All four patients who received pig organs to replace their diseased organs have died, but the researchers involved in these transplants say they will continue to work to improve this alternative source of organs.
Lisa Pisano, the fourth xenotransplant patient and the second to receive a pig kidney, died Sunday. The other three patients died within two months of receiving the transplant.
Pisano received his kidney transplant on April 12. Dr. Robert Montgomery, who led Pisano’s care team at NYU Langone Health, said in a statement that medications supporting Pisano’s blood pressure caused his kidney to fail, and it had to be removed on May 29. Pisano was on dialysis until his death.
Pisano, 54, of New Jersey, also has an LVAD heart pump attached to support his weakened organs and was in very poor health when he agreed to the experimental double surgery in April.
Researchers have been trying for years to edit the genes of animals to make them more suitable for organ transplants.
More than 100,000 Americans are waiting for organ donations, which usually come after a tragedy has happened to another family member, and many, like Pisano, never qualify for a transplant waiting list because they are too sick or deemed ineligible.

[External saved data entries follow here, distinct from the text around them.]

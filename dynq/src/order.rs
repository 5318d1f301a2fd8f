use std::cmp::Ordering;

use serde::{Deserialize, Serialize};

use crate::record::Record;

#[derive(Clone, Copy, Debug, PartialEq, Eq, Serialize, Deserialize)]
#[serde(rename_all = "snake_case")]
pub enum Direction {
    Asc,
    Desc,
}

/// Where null values go in the ordering.
///
/// `Default` follows the usual relational convention: nulls sort as
/// larger than any value, i.e. last ascending and first descending.
#[derive(Clone, Copy, Debug, PartialEq, Eq, Serialize, Deserialize)]
#[serde(rename_all = "snake_case")]
pub enum NullOrder {
    Default,
    First,
    Last,
}

#[derive(Clone, Debug, PartialEq, Eq, Serialize, Deserialize)]
pub struct Order {
    pub field: String,
    pub direction: Direction,
    pub nulls: NullOrder,
}

impl Order {
    pub fn asc(field: impl Into<String>) -> Self {
        Self {
            field: field.into(),
            direction: Direction::Asc,
            nulls: NullOrder::Default,
        }
    }

    pub fn desc(field: impl Into<String>) -> Self {
        Self {
            field: field.into(),
            direction: Direction::Desc,
            nulls: NullOrder::Default,
        }
    }

    pub fn nulls_first(mut self) -> Self {
        self.nulls = NullOrder::First;
        self
    }

    pub fn nulls_last(mut self) -> Self {
        self.nulls = NullOrder::Last;
        self
    }

    /// Compare two records on this key.
    pub fn compare<R: Record + ?Sized>(&self, a: &R, b: &R) -> Ordering {
        let lhs = a.get(&self.field);
        let rhs = b.get(&self.field);

        match (lhs.is_null(), rhs.is_null()) {
            (true, true) => Ordering::Equal,
            (true, false) => self.null_ordering(),
            (false, true) => self.null_ordering().reverse(),
            (false, false) => {
                let ordering = lhs.total_cmp(&rhs);
                match self.direction {
                    Direction::Asc => ordering,
                    Direction::Desc => ordering.reverse(),
                }
            }
        }
    }

    /// How a null compares against a non-null value.
    fn null_ordering(&self) -> Ordering {
        match (self.nulls, self.direction) {
            (NullOrder::First, _) => Ordering::Less,
            (NullOrder::Last, _) => Ordering::Greater,
            (NullOrder::Default, Direction::Asc) => Ordering::Greater,
            (NullOrder::Default, Direction::Desc) => Ordering::Less,
        }
    }
}

/// Compare by each key in turn, the first non-equal one deciding.
pub fn compare_all<R: Record + ?Sized>(orders: &[Order], a: &R, b: &R) -> Ordering {
    orders
        .iter()
        .map(|order| order.compare(a, b))
        .find(|ordering| *ordering != Ordering::Equal)
        .unwrap_or(Ordering::Equal)
}

#[cfg(test)]
mod tests {
    use super::*;
    use std::collections::BTreeMap;

    use crate::value::Value;

    fn row(username: Option<&str>, age: i64) -> BTreeMap<String, Value> {
        let mut row = BTreeMap::new();
        row.insert("username".to_string(), Value::from(username));
        row.insert("age".to_string(), Value::Int(age));
        row
    }

    fn sorted(mut rows: Vec<BTreeMap<String, Value>>, orders: &[Order]) -> Vec<Value> {
        rows.sort_by(|a, b| compare_all(orders, a, b));
        rows.iter().map(|r| Record::get(r, "username")).collect()
    }

    #[test]
    fn age_desc_then_username_asc_nulls_last() {
        let rows = vec![
            row(None, 100),
            row(Some("member5"), 100),
            row(Some("member6"), 100),
            row(Some("member1"), 10),
        ];

        let usernames = sorted(
            rows,
            &[Order::desc("age"), Order::asc("username").nulls_last()],
        );

        assert_eq!(
            usernames,
            vec![
                Value::from("member5"),
                Value::from("member6"),
                Value::Null,
                Value::from("member1"),
            ]
        );
    }

    #[test]
    fn mixed_kinds_sort_by_kind_then_value() {
        let rows: Vec<BTreeMap<String, Value>> = (0..300)
            .map(|i| {
                let mut row = BTreeMap::new();
                let key = if i % 3 == 0 {
                    Value::Text(format!("t{:03}", i))
                } else {
                    Value::Int(300 - i)
                };
                row.insert("k".to_string(), key);
                row
            })
            .collect();

        let mut asc = rows.clone();
        asc.sort_by(|a, b| compare_all(&[Order::asc("k")], a, b));
        let keys: Vec<Value> = asc.iter().map(|r| Record::get(r, "k")).collect();

        assert_eq!(keys[0], Value::Int(1));
        assert_eq!(keys[199], Value::Int(299));
        assert_eq!(keys[200], Value::from("t000"));
        assert_eq!(keys[299], Value::from("t297"));

        let mut desc = rows;
        desc.sort_by(|a, b| compare_all(&[Order::desc("k")], a, b));
        assert_eq!(Record::get(&desc[0], "k"), Value::from("t297"));
        assert_eq!(Record::get(&desc[299], "k"), Value::Int(1));
    }

    #[test]
    fn default_null_placement() {
        let rows = vec![row(None, 1), row(Some("a"), 2)];

        assert_eq!(
            sorted(rows.clone(), &[Order::asc("username")]),
            vec![Value::from("a"), Value::Null]
        );
        assert_eq!(
            sorted(rows.clone(), &[Order::desc("username")]),
            vec![Value::Null, Value::from("a")]
        );
        assert_eq!(
            sorted(rows, &[Order::desc("username").nulls_last()]),
            vec![Value::from("a"), Value::Null]
        );
    }
}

The hope is that pigs, whose organs have been gene-edited to make them less likely to be rejected by the human immune system, could be used to replace human organs, but for decades animal research has faced repeated problems and progress has been painfully slow.
The first clinical trials of pig organs in humans — two heart transplants at the University of Maryland in 2022 and 2023, and a kidney transplant at Massachusetts General Hospital, NYU Pisano in April — were supposed to jumpstart the field. But no patients who received pig organs survived more than two months.
Still, the researchers are committed to continuing their research.
“Lisa’s contributions to medicine, surgery and xenotransplantation cannot be overstated,” said Montgomery, director of the New York University Langone Transplant Institute. “Her courage gave hope to thousands of people living with end-stage renal and heart failure that they may soon benefit from a replacement organ supply.”